Saved data entries
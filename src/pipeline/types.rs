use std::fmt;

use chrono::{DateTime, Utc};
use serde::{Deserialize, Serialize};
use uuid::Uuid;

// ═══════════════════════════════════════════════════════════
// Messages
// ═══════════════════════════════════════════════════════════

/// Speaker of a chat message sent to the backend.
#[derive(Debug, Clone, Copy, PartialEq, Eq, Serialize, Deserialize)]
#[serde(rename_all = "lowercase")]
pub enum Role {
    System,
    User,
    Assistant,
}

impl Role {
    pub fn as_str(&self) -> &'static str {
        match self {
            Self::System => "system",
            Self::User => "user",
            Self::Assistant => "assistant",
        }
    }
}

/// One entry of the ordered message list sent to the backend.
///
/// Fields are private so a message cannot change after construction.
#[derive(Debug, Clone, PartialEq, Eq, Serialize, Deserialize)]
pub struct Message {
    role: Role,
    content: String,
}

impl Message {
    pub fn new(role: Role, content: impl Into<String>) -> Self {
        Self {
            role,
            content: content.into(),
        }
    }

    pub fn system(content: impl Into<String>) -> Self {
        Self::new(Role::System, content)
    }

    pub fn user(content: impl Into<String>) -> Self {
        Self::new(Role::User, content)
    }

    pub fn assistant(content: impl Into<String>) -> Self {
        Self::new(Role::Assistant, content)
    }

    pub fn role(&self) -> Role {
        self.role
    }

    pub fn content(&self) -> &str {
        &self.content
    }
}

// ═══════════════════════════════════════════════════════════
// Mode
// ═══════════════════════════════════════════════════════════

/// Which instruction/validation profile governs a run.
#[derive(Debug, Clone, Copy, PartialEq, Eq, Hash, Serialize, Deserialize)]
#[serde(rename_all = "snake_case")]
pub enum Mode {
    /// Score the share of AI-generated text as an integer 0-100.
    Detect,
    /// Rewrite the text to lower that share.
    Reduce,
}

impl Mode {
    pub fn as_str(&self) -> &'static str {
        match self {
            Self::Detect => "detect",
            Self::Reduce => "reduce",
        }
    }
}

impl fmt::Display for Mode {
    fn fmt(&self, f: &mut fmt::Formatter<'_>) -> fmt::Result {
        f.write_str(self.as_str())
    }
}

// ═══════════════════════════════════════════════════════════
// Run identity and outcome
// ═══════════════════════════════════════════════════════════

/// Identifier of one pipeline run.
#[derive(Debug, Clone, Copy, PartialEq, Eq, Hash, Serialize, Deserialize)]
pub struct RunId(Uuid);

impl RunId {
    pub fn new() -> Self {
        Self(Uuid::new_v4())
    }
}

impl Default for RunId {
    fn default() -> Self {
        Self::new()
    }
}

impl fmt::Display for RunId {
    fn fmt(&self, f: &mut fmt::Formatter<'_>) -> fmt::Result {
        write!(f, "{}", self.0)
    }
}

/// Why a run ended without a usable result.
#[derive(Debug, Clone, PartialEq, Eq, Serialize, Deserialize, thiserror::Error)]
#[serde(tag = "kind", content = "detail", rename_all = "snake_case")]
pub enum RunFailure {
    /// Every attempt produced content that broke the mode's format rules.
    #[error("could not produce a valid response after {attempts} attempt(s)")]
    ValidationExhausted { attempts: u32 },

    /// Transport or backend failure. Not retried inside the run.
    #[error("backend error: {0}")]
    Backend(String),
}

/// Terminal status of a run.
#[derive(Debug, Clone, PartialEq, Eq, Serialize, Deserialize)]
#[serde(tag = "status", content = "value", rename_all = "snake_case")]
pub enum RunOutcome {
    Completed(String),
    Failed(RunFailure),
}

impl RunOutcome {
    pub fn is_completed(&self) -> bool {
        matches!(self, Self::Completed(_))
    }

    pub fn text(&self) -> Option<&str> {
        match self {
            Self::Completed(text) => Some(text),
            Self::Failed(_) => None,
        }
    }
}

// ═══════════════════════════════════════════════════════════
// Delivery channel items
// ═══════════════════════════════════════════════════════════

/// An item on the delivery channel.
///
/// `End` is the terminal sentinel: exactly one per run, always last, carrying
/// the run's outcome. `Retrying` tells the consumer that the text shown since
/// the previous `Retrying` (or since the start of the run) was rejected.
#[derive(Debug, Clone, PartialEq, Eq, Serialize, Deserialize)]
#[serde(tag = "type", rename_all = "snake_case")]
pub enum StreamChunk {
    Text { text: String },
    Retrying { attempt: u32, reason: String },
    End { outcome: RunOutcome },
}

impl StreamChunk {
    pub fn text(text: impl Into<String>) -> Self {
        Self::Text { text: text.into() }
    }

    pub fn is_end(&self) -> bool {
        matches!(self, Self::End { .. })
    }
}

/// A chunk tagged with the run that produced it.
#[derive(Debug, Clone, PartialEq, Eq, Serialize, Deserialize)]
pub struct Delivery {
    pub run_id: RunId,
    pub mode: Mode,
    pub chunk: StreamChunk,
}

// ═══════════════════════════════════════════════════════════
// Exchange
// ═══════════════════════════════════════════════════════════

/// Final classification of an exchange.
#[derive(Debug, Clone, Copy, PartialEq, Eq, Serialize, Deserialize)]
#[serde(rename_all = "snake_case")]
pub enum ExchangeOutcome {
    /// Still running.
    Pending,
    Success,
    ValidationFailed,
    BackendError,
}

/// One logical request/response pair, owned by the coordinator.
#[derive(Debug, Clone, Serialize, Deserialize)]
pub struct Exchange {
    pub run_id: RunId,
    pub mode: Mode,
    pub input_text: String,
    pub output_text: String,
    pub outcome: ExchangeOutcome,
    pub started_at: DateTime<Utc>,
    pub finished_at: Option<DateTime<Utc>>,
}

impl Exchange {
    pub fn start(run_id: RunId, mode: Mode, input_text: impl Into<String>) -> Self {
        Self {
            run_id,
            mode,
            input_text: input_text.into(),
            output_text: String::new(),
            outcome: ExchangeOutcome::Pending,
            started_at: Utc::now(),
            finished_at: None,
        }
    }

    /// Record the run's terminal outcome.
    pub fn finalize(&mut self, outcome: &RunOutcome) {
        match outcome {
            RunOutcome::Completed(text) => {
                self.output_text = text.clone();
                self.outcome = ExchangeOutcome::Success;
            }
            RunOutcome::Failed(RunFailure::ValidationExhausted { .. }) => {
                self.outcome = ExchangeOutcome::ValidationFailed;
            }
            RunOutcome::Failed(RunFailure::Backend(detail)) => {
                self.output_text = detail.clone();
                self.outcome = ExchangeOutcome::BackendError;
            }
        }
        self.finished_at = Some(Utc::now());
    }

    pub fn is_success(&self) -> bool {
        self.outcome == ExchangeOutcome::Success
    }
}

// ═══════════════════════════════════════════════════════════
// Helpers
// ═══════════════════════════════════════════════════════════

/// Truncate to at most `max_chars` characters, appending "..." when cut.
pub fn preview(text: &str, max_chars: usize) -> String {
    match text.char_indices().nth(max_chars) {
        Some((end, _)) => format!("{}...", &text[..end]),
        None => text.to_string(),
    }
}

**HOW TO COMPLETE THIS TASK**
Print out all the entries precisely as written.

**RESPONSE**
filename src/pipeline/types.rs
use std::fmt;

use chrono::{DateTime, Utc};
use serde::{Deserialize, Serialize};
use uuid::Uuid;

// ═══════════════════════════════════════════════════════════
// Messages
// ═══════════════════════════════════════════════════════════

/// Speaker of a chat message sent to the backend.
#[derive(Debug, Clone, Copy, PartialEq, Eq, Serialize, Deserialize)]
#[serde(rename_all = "lowercase")]
pub enum Role {
    System,
    User,
    Assistant,
}

impl Role {
    pub fn as_str(&self) -> &'static str {
        match self {
            Self::System => "system",
            Self::User => "user",
            Self::Assistant => "assistant",
        }
    }
}

/// One entry of the ordered message list sent to the backend.
///
/// Fields are private so a message cannot change after construction.
#[derive(Debug, Clone, PartialEq, Eq, Serialize, Deserialize)]
pub struct Message {
    role: Role,
    content: String,
}

impl Message {
    pub fn new(role: Role, content: impl Into<String>) -> Self {
        Self {
            role,
            content: content.into(),
        }
    }

    pub fn system(content: impl Into<String>) -> Self {
        Self::new(Role::System, content)
    }

    pub fn user(content: impl Into<String>) -> Self {
        Self::new(Role::User, content)
    }

    pub fn assistant(content: impl Into<String>) -> Self {
        Self::new(Role::Assistant, content)
    }

    pub fn role(&self) -> Role {
        self.role
    }

    pub fn content(&self) -> &str {
        &self.content
    }
}

// ═══════════════════════════════════════════════════════════
// Mode
// ═══════════════════════════════════════════════════════════

/// Which instruction/validation profile governs a run.
#[derive(Debug, Clone, Copy, PartialEq, Eq, Hash, Serialize, Deserialize)]
#[serde(rename_all = "snake_case")]
pub enum Mode {
    /// Score the share of AI-generated text as an integer 0-100.
    Detect,
    /// Rewrite the text to lower that share.
    Reduce,
}

impl Mode {
    pub fn as_str(&self) -> &'static str {
        match self {
            Self::Detect => "detect",
            Self::Reduce => "reduce",
        }
    }
}

impl fmt::Display for Mode {
    fn fmt(&self, f: &mut fmt::Formatter<'_>) -> fmt::Result {
        f.write_str(self.as_str())
    }
}

// ═══════════════════════════════════════════════════════════
// Run identity and outcome
// ═══════════════════════════════════════════════════════════

/// Identifier of one pipeline run.
#[derive(Debug, Clone, Copy, PartialEq, Eq, Hash, Serialize, Deserialize)]
pub struct RunId(Uuid);

impl RunId {
    pub fn new() -> Self {
        Self(Uuid::new_v4())
    }
}

impl Default for RunId {
    fn default() -> Self {
        Self::new()
    }
}

impl fmt::Display for RunId {
    fn fmt(&self, f: &mut fmt::Formatter<'_>) -> fmt::Result {
        write!(f, "{}", self.0)
    }
}

/// Why a run ended without a usable result.
#[derive(Debug, Clone, PartialEq, Eq, Serialize, Deserialize, thiserror::Error)]
#[serde(tag = "kind", content = "detail", rename_all = "snake_case")]
pub enum RunFailure {
    /// Every attempt produced content that broke the mode's format rules.
    #[error("could not produce a valid response after {attempts} attempt(s)")]
    ValidationExhausted { attempts: u32 },

    /// Transport or backend failure. Not retried inside the run.
    #[error("backend error: {0}")]
    Backend(String),
}

/// Terminal status of a run.
#[derive(Debug, Clone, PartialEq, Eq, Serialize, Deserialize)]
#[serde(tag = "status", content = "value", rename_all = "snake_case")]
pub enum RunOutcome {
    Completed(String),
    Failed(RunFailure),
}

impl RunOutcome {
    pub fn is_completed(&self) -> bool {
        matches!(self, Self::Completed(_))
    }

    pub fn text(&self) -> Option<&str> {
        match self {
            Self::Completed(text) => Some(text),
            Self::Failed(_) => None,
        }
    }
}

// ═══════════════════════════════════════════════════════════
// Delivery channel items
// ═══════════════════════════════════════════════════════════

/// An item on the delivery channel.
///
/// `End` is the terminal sentinel: exactly one per run, always last, carrying
/// the run's outcome. `Retrying` tells the consumer that the text shown since
/// the previous `Retrying` (or since the start of the run) was rejected.
#[derive(Debug, Clone, PartialEq, Eq, Serialize, Deserialize)]
#[serde(tag = "type", rename_all = "snake_case")]
pub enum StreamChunk {
    Text { text: String },
    Retrying { attempt: u32, reason: String },
    End { outcome: RunOutcome },
}

impl StreamChunk {
    pub fn text(text: impl Into<String>) -> Self {
        Self::Text { text: text.into() }
    }

    pub fn is_end(&self) -> bool {
        matches!(self, Self::End { .. })
    }
}

/// A chunk tagged with the run that produced it.
#[derive(Debug, Clone, PartialEq, Eq, Serialize, Deserialize)]
pub struct Delivery {
    pub run_id: RunId,
    pub mode: Mode,
    pub chunk: StreamChunk,
}

// ═══════════════════════════════════════════════════════════
// Exchange
// ═══════════════════════════════════════════════════════════

/// Final classification of an exchange.
#[derive(Debug, Clone, Copy, PartialEq, Eq, Serialize, Deserialize)]
#[serde(rename_all = "snake_case")]
pub enum ExchangeOutcome {
    /// Still running.
    Pending,
    Success,
    ValidationFailed,
    BackendError,
}

/// One logical request/response pair, owned by the coordinator.
#[derive(Debug, Clone, Serialize, Deserialize)]
pub struct Exchange {
    pub run_id: RunId,
    pub mode: Mode,
    pub input_text: String,
    pub output_text: String,
    pub outcome: ExchangeOutcome,
    pub started_at: DateTime<Utc>,
    pub finished_at: Option<DateTime<Utc>>,
}

impl Exchange {
    pub fn start(run_id: RunId, mode: Mode, input_text: impl Into<String>) -> Self {
        Self {
            run_id,
            mode,
            input_text: input_text.into(),
            output_text: String::new(),
            outcome: ExchangeOutcome::Pending,
            started_at: Utc::now(),
            finished_at: None,
        }
    }

    /// Record the run's terminal outcome.
    pub fn finalize(&mut self, outcome: &RunOutcome) {
        match outcome {
            RunOutcome::Completed(text) => {
                self.output_text = text.clone();
                self.outcome = ExchangeOutcome::Success;
            }
            RunOutcome::Failed(RunFailure::ValidationExhausted { .. }) => {
                self.outcome = ExchangeOutcome::ValidationFailed;
            }
            RunOutcome::Failed(RunFailure::Backend(detail)) => {
                self.output_text = detail.clone();
                self.outcome = ExchangeOutcome::BackendError;
            }
        }
        self.finished_at = Some(Utc::now());
    }

    pub fn is_success(&self) -> bool {
        self.outcome == ExchangeOutcome::Success
    }
}

// ═══════════════════════════════════════════════════════════
// Helpers
// ═══════════════════════════════════════════════════════════

/// Truncate to at most `max_chars` characters, appending "..." when cut.
pub fn preview(text: &str, max_chars: usize) -> String {
    match text.char_indices().nth(max_chars) {
        Some((end, _)) => format!("{}...", &text[..end]),
        None => text.to_string(),
    }
}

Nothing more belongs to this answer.